Does positive thinking run the risk of being delusional?
At the last minute before the Goodlife Fitness Victoria half marathon, I decided to leave my phone at the starting line along with the ability to call my husband to rescue me en route.
After all, it was a glorious October morning with the promise of a sun-warmed run framed by brilliant coloured canopies of trees.
Why wouldn't I think with giddy pre-race excitement that the route's aesthetics would miraculously cure my IT band and aching knee?
The catch was I hadn't run this distance without pain this training season. The night before the race, I noticed for the first time the medical form on the back of the bib number where you can list an emergency contact and I actually filled it out.
I was OK with walking, if I had to. In fact my strategy was to run eight minutes, then walk for one minute. My fear was that my right leg would fail me completely and I'd be incapable of even limping across the finish line.
But the adrenalin buzz as people congregate for the race is intoxicating, so I didn't take the phone but did take an Ibuprophen and decided with my rose-colored glasses to enjoy the "event" as I had come to call it, rather than "a race."
I decided to only look at my watch to ensure I was in my Goldilocks pace zone, not too fast, not too slow, just right (recent great advice from my physio).
Usually, I would pick out someone slightly ahead and make it my goal to pass them.
This time, I prided myself on how many people passed me.
I wouldn't have minded if Momma Bear, Papa Bear and Baby Bear passed me, however I didn't expect two guys dressed as turkeys to overtake me. They actually passed me three times, once after stopping at the Prairie Inn Harriers faux aid station to drink beer.
At the halfway mark, I allowed myself a small smile inside. Sure, I had a complaints from my leg but getting this far was an accomplishment I was grateful for.
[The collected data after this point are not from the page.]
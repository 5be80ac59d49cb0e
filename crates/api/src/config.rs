use url::Url;

use crate::auth::jwt::JwtConfig;
use crate::geocode::GeocodeConfig;

/// Server configuration loaded from environment variables.
///
/// All fields have sensible defaults suitable for local development except
/// the JWT secret, which must always be provided.
#[derive(Debug, Clone)]
pub struct ServerConfig {
    /// Bind address (default: `0.0.0.0`).
    pub host: String,
    /// Bind port (default: `3000`).
    pub port: u16,
    /// Allowed CORS origins, parsed from comma-separated `CORS_ORIGINS` env var.
    pub cors_origins: Vec<String>,
    /// HTTP request timeout in seconds (default: `30`).
    pub request_timeout_secs: u64,
    /// Seconds to wait for in-flight requests on shutdown (default: `30`).
    pub shutdown_timeout_secs: u64,
    /// Base URL relative category icon paths resolve against.
    pub public_base_url: Url,
    /// Icon shown for categories without one.
    pub default_icon_url: String,
    /// Where the header's "Login" link points.
    pub login_url: String,
    /// Row store backend selection.
    pub store: StoreConfig,
    /// Access token verification.
    pub jwt: JwtConfig,
    /// Reverse geocoding client settings.
    pub geocode: GeocodeConfig,
}

const DEFAULT_PUBLIC_BASE_URL: &str = "https://danielramirezopisso.github.io/thebestagain/";

impl ServerConfig {
    /// Load configuration from environment variables with defaults.
    ///
    /// | Env Var                | Default                                 |
    /// |------------------------|-----------------------------------------|
    /// | `HOST`                 | `0.0.0.0`                               |
    /// | `PORT`                 | `3000`                                  |
    /// | `CORS_ORIGINS`         | `http://localhost:5173`                 |
    /// | `REQUEST_TIMEOUT_SECS` | `30`                                    |
    /// | `SHUTDOWN_TIMEOUT_SECS`| `30`                                    |
    /// | `PUBLIC_BASE_URL`      | the public site root                    |
    /// | `DEFAULT_ICON_URL`     | `icons/default.svg` under the site root |
    /// | `LOGIN_URL`            | `login.html` under the site root        |
    ///
    /// # Panics
    ///
    /// Panics on unparsable values, and when a nested config panics.
    pub fn from_env() -> Self {
        Self::from_vars(|key| std::env::var(key).ok())
    }

    /// Same as [`ServerConfig::from_env`] with a custom variable source.
    pub fn from_vars<F>(var: F) -> Self
    where
        F: Fn(&str) -> Option<String>,
    {
        let host = var("HOST").unwrap_or_else(|| "0.0.0.0".into());

        let port: u16 = var("PORT")
            .unwrap_or_else(|| "3000".into())
            .parse()
            .expect("PORT must be a valid u16");

        let cors_origins =
            split_list(&var("CORS_ORIGINS").unwrap_or_else(|| "http://localhost:5173".into()));

        let request_timeout_secs: u64 = var("REQUEST_TIMEOUT_SECS")
            .unwrap_or_else(|| "30".into())
            .parse()
            .expect("REQUEST_TIMEOUT_SECS must be a valid u64");

        let shutdown_timeout_secs: u64 = var("SHUTDOWN_TIMEOUT_SECS")
            .unwrap_or_else(|| "30".into())
            .parse()
            .expect("SHUTDOWN_TIMEOUT_SECS must be a valid u64");

        let public_base_url = Url::parse(
            &var("PUBLIC_BASE_URL").unwrap_or_else(|| DEFAULT_PUBLIC_BASE_URL.into()),
        )
        .expect("PUBLIC_BASE_URL must be an absolute URL");

        let default_icon_url = var("DEFAULT_ICON_URL")
            .unwrap_or_else(|| site_url(&public_base_url, "icons/default.svg"));
        let login_url =
            var("LOGIN_URL").unwrap_or_else(|| site_url(&public_base_url, "login.html"));

        Self {
            host,
            port,
            cors_origins,
            request_timeout_secs,
            shutdown_timeout_secs,
            public_base_url,
            default_icon_url,
            login_url,
            store: StoreConfig::from_vars(&var),
            jwt: JwtConfig::from_vars(&var),
            geocode: GeocodeConfig::from_vars(&var),
        }
    }
}

fn site_url(base: &Url, path: &str) -> String {
    base.join(path)
        .map(String::from)
        .unwrap_or_else(|_| path.to_string())
}

fn split_list(raw: &str) -> Vec<String> {
    raw.split(',')
        .map(|s| s.trim().to_string())
        .filter(|s| !s.is_empty())
        .collect()
}

/// Which [`tba_db::RowStore`] implementation backs the server.
#[derive(Debug, Clone, PartialEq, Eq)]
pub enum StoreBackend {
    /// The hosted PostgREST-compatible store.
    Rest { base_url: String, anon_key: String },
    /// An in-process store, optionally seeded from a JSON file.
    Memory { seed_path: Option<String> },
}

/// Row store configuration.
#[derive(Debug, Clone)]
pub struct StoreConfig {
    pub backend: StoreBackend,
}

impl StoreConfig {
    /// | Env Var             | Required            | Default |
    /// |---------------------|---------------------|---------|
    /// | `STORE_BACKEND`     | no                  | `rest`  |
    /// | `SUPABASE_URL`      | when backend `rest` | --      |
    /// | `SUPABASE_ANON_KEY` | when backend `rest` | --      |
    /// | `MEMORY_SEED_PATH`  | no                  | --      |
    ///
    /// # Panics
    ///
    /// Panics on an unknown backend or missing `rest` credentials.
    pub fn from_vars<F>(var: &F) -> Self
    where
        F: Fn(&str) -> Option<String>,
    {
        let backend = match var("STORE_BACKEND").as_deref().map(str::trim) {
            None | Some("") | Some("rest") => {
                let base_url =
                    var("SUPABASE_URL").expect("SUPABASE_URL must be set for the rest backend");
                let anon_key = var("SUPABASE_ANON_KEY")
                    .expect("SUPABASE_ANON_KEY must be set for the rest backend");
                assert!(!anon_key.is_empty(), "SUPABASE_ANON_KEY must not be empty");
                StoreBackend::Rest { base_url, anon_key }
            }
            Some("memory") => StoreBackend::Memory {
                seed_path: var("MEMORY_SEED_PATH").filter(|p| !p.trim().is_empty()),
            },
            Some(other) => panic!("STORE_BACKEND must be `rest` or `memory`, got `{other}`"),
        };
        Self { backend }
    }
}
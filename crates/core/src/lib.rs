//! Domain logic for The Best Again ratings catalog.
//!
//! This crate has no I/O and no internal dependencies so it can be shared by
//! the row-store layer, the HTTP server, and any future tooling.

pub mod error;
pub mod html;
pub mod icon;
pub mod listing;
pub mod marker;
pub mod rating;
pub mod spotlight;
pub mod types;
pub mod vote;
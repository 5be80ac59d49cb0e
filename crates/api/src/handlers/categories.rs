use axum::extract::{Query, State};
use axum::response::IntoResponse;
use axum::Json;
use tba_db::repositories::CategoryRepo;

use crate::error::AppResult;
use crate::query::ScopeParams;
use crate::response::DataResponse;
use crate::state::AppState;

/// GET /api/v1/categories?scope=all|places|products
///
/// Active categories offered for the scope, ordered by id.
pub async fn list_categories(
    State(state): State<AppState>,
    Query(params): Query<ScopeParams>,
) -> AppResult<impl IntoResponse> {
    let categories = CategoryRepo::list_active(state.store.as_ref(), params.scope).await?;

    Ok(Json(DataResponse { data: categories }))
}
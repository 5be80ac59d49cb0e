//! Repository for the `markers` table.

use std::collections::HashMap;

use serde_json::{json, Value};
use tba_core::listing::{ListFilter, MapFilter};
use tba_core::marker::GroupType;
use tba_core::rating::RatingBucket;
use tba_core::types::{CategoryId, MarkerId};
use tba_core::vote::VoteValue;

use crate::models::marker::{CreatePlace, CreateProduct, Marker, UpdateMarker};
use crate::models::vote::CategoryRef;
use crate::models::{decode_first, decode_rows};
use crate::store::{Query, RowStore, StoreError};

const TABLE: &str = "markers";

/// Column list shared across queries to avoid repetition.
const COLUMNS: &str = "id,title,group_type,category_id,brand_id,rating_manual,rating_avg,\
                       rating_count,address,lat,lon,is_active,created_at";

/// Predicates for listing active markers.
#[derive(Debug, Clone, Default, PartialEq)]
pub struct MarkerQuery {
    pub group_type: Option<GroupType>,
    pub category_id: Option<CategoryId>,
    /// `rating_avg >= min_rating`.
    pub min_rating: Option<VoteValue>,
    /// Only markers the classifier puts in this bucket.
    pub bucket: Option<RatingBucket>,
}

impl MarkerQuery {
    pub fn places() -> Self {
        Self {
            group_type: Some(GroupType::Place),
            ..Self::default()
        }
    }

    pub fn products() -> Self {
        Self {
            group_type: Some(GroupType::Product),
            ..Self::default()
        }
    }

    fn to_query(&self) -> Query {
        let mut query = Query::new().select(COLUMNS).eq("is_active", true);
        if let Some(t) = self.group_type {
            query = query.eq("group_type", t.as_str());
        }
        if let Some(c) = &self.category_id {
            query = query.eq("category_id", c.as_str());
        }
        if let Some(min) = self.min_rating {
            query = query.gte("rating_avg", i64::from(min));
        }
        if let Some(bounds) = self.bucket.and_then(RatingBucket::bounds) {
            query = query.gt("rating_count", 0);
            if let Some(min) = bounds.min {
                query = query.gte("rating_avg", min);
            }
            if let Some(below) = bounds.below {
                query = query.lt("rating_avg", below);
            }
        }
        query
    }
}

impl From<&ListFilter> for MarkerQuery {
    fn from(filter: &ListFilter) -> Self {
        Self {
            group_type: filter.group_type,
            category_id: filter.category_id.clone(),
            min_rating: filter.min_rating,
            bucket: None,
        }
    }
}

impl From<&MapFilter> for MarkerQuery {
    /// The map only shows places.
    fn from(filter: &MapFilter) -> Self {
        Self {
            group_type: Some(GroupType::Place),
            category_id: filter.category_id.clone(),
            min_rating: None,
            bucket: filter.rating_bucket,
        }
    }
}

/// Result of creating a product.
#[derive(Debug, Clone, PartialEq)]
pub enum ProductOutcome {
    Created(Marker),
    /// A product with the same (category, brand) already exists.
    Existing(MarkerId),
}

/// Provides marker reads and writes.
pub struct MarkerRepo;

impl MarkerRepo {
    /// Active markers matching `filter`, in store order.
    pub async fn list(store: &dyn RowStore, filter: &MarkerQuery) -> Result<Vec<Marker>, StoreError> {
        decode_rows(store.select(TABLE, &filter.to_query()).await?)
    }

    /// Find a marker by id. Inactive markers are returned too.
    pub async fn find_by_id(store: &dyn RowStore, id: MarkerId) -> Result<Option<Marker>, StoreError> {
        let query = Query::new()
            .select(COLUMNS)
            .eq("id", id.to_string())
            .limit(1);
        decode_first(store.select(TABLE, &query).await?)
    }

    /// Markers with the given ids, active or not.
    pub async fn find_many(store: &dyn RowStore, ids: &[MarkerId]) -> Result<Vec<Marker>, StoreError> {
        if ids.is_empty() {
            return Ok(Vec::new());
        }
        let query = Query::new()
            .select(COLUMNS)
            .in_list("id", ids.iter().map(ToString::to_string));
        decode_rows(store.select(TABLE, &query).await?)
    }

    /// The product with this (category, brand) identity, active or not.
    pub async fn find_product(
        store: &dyn RowStore,
        category_id: &str,
        brand_id: &str,
    ) -> Result<Option<Marker>, StoreError> {
        let query = Query::new()
            .select(COLUMNS)
            .eq("group_type", GroupType::Product.as_str())
            .eq("category_id", category_id)
            .eq("brand_id", brand_id)
            .limit(1);
        decode_first(store.select(TABLE, &query).await?)
    }

    /// Insert a place, returning the created row.
    pub async fn create_place(store: &dyn RowStore, input: &CreatePlace) -> Result<Marker, StoreError> {
        let row = json!({
            "title": input.title,
            "group_type": GroupType::Place,
            "category_id": input.category_id,
            "brand_id": Value::Null,
            "rating_manual": input.rating_manual,
            "address": input.address,
            "lat": input.lat,
            "lon": input.lon,
            "is_active": true,
        });
        let created = store.insert(TABLE, row).await?;
        Ok(serde_json::from_value(created)?)
    }

    /// Insert a product unless one with the same (category, brand) exists.
    ///
    /// The lookup before inserting only saves a round trip in the common
    /// case. The store's unique key on (category_id, brand_id) decides: when
    /// the insert collides, the winning row is read back and reported as
    /// [`ProductOutcome::Existing`], exactly as if the lookup had found it.
    pub async fn create_product(
        store: &dyn RowStore,
        input: &CreateProduct,
    ) -> Result<ProductOutcome, StoreError> {
        if let Some(existing) = Self::find_product(store, &input.category_id, &input.brand_id).await? {
            tracing::debug!(marker_id = %existing.id, "Product already exists");
            return Ok(ProductOutcome::Existing(existing.id));
        }

        let row = json!({
            "title": input.title,
            "group_type": GroupType::Product,
            "category_id": input.category_id,
            "brand_id": input.brand_id,
            "rating_manual": input.rating_manual,
            "address": Value::Null,
            "lat": Value::Null,
            "lon": Value::Null,
            "is_active": true,
        });

        match store.insert(TABLE, row).await {
            Ok(created) => Ok(ProductOutcome::Created(serde_json::from_value(created)?)),
            Err(e) if e.is_unique_violation() => {
                let existing = Self::find_product(store, &input.category_id, &input.brand_id)
                    .await?
                    .ok_or(e)?;
                tracing::debug!(marker_id = %existing.id, "Product created concurrently");
                Ok(ProductOutcome::Existing(existing.id))
            }
            Err(e) => Err(e),
        }
    }

    /// Overwrite the editable fields. Last write wins.
    ///
    /// Returns `None` if no row with the given `id` exists.
    pub async fn update(
        store: &dyn RowStore,
        id: MarkerId,
        input: &UpdateMarker,
    ) -> Result<Option<Marker>, StoreError> {
        let patch = json!({
            "title": input.title,
            "category_id": input.category_id,
            "brand_id": input.brand_id,
            "address": input.address,
            "lat": input.lat,
            "lon": input.lon,
        });
        let query = Query::new().eq("id", id.to_string());
        decode_first(store.update(TABLE, &query, patch).await?)
    }

    /// Soft-delete a marker. Returns `true` if an active row was deactivated.
    pub async fn deactivate(store: &dyn RowStore, id: MarkerId) -> Result<bool, StoreError> {
        let query = Query::new()
            .eq("id", id.to_string())
            .eq("is_active", true);
        let rows = store
            .update(TABLE, &query, json!({ "is_active": false }))
            .await?;
        Ok(!rows.is_empty())
    }

    /// Number of active places per category.
    pub async fn place_category_usage(
        store: &dyn RowStore,
    ) -> Result<HashMap<CategoryId, usize>, StoreError> {
        let query = Query::new()
            .select("category_id")
            .eq("is_active", true)
            .eq("group_type", GroupType::Place.as_str());
        let refs: Vec<CategoryRef> = decode_rows(store.select(TABLE, &query).await?)?;

        let mut usage = HashMap::new();
        for category_id in refs.into_iter().filter_map(|r| r.category_id) {
            *usage.entry(category_id).or_insert(0) += 1;
        }
        Ok(usage)
    }
}

#[cfg(test)]
mod tests {
    use super::*;

    #[test]
    fn list_filter_renders_predicates() {
        let query = MarkerQuery {
            group_type: Some(GroupType::Product),
            category_id: Some("croissant".into()),
            min_rating: VoteValue::new(7).ok(),
            bucket: None,
        }
        .to_query();
        let pairs = query.to_pairs();
        assert!(pairs.contains(&("is_active".into(), "eq.true".into())));
        assert!(pairs.contains(&("group_type".into(), "eq.product".into())));
        assert!(pairs.contains(&("category_id".into(), "eq.croissant".into())));
        assert!(pairs.contains(&("rating_avg".into(), "gte.7".into())));
    }

    #[test]
    fn bucket_renders_half_open_range_with_votes() {
        let query = MarkerQuery {
            bucket: Some(RatingBucket::SevenEight),
            ..MarkerQuery::places()
        }
        .to_query();
        let pairs = query.to_pairs();
        assert!(pairs.contains(&("rating_count".into(), "gt.0".into())));
        assert!(pairs.contains(&("rating_avg".into(), "gte.7.0".into())));
        assert!(pairs.contains(&("rating_avg".into(), "lt.9.0".into())));
    }

    #[test]
    fn map_filter_always_targets_places() {
        let filter = MapFilter {
            category_id: Some("pizza".into()),
            rating_bucket: Some(RatingBucket::NineTen),
            focus: None,
        };
        let query = MarkerQuery::from(&filter);
        assert_eq!(query.group_type, Some(GroupType::Place));
        assert_eq!(query.bucket, Some(RatingBucket::NineTen));
    }
}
The big grin, and tears, came just after Kilometre 12 when I spied my daughter and husband curbside. I hadn't expected they would come out to cheer, given that my unpredictable ability could mean I wouldn't make it to their usual cheering spot. I ran off course to hug my daughter Simone and I couldn't stop smiling as I took off down the road.
When I needed motivation, I look at my hands as they swing into view. In blue nail polish on my left thumbnail are two "S"s for Simone and Stella, my 18-month-old granddaughter, while a "M" painted on my right is for my mother.
I think of Stella running through our kitchen, hall and living room like she's doing laps at the track, the same way I remember my mother laughing and doing 'laps' around my parents' kitchen, dining room and living room as my dad playfully chased her.
It is the spirit of movement and joy. Without the competition.
That is the feeling I've returned to more than once during the half marathon - being grateful to be able to run any distance, grateful for the support of friends and family, grateful for the recreation opportunities we have in a safe, clean, beautiful city.
As the kilometres click by, my sense of gratitude intensifies when I realize my leg is doing pretty damn good. Because I've been pacing myself at a slower speed, I don't feel as spent as I usually do by the last four kilometres.
That's when I see the two turkeys ahead of me by half a block near Ogden Point.
To hell with that feel-good ethos of running for the joy of it, I want to beat those suckers.
The familiar competitive streak awakens and I can almost feel my mind physically change as I gear up. My leg is either going to get me there. Or not.
I pass the turkeys and then other runners who have left more out on the course than me.
I feel stronger along the last turns past Fisherman's Wharf and the luxury condos than in any of the five times I've run this identical route.
Crossing the finish line, huge smile on my face, I jab at my watch to stop the clock.
I'm over the moon that I've met my goal of being upright and injury free.
But I can't resist a sneak peek at my time - 2:18:09.
Not that anyone's counting (except me).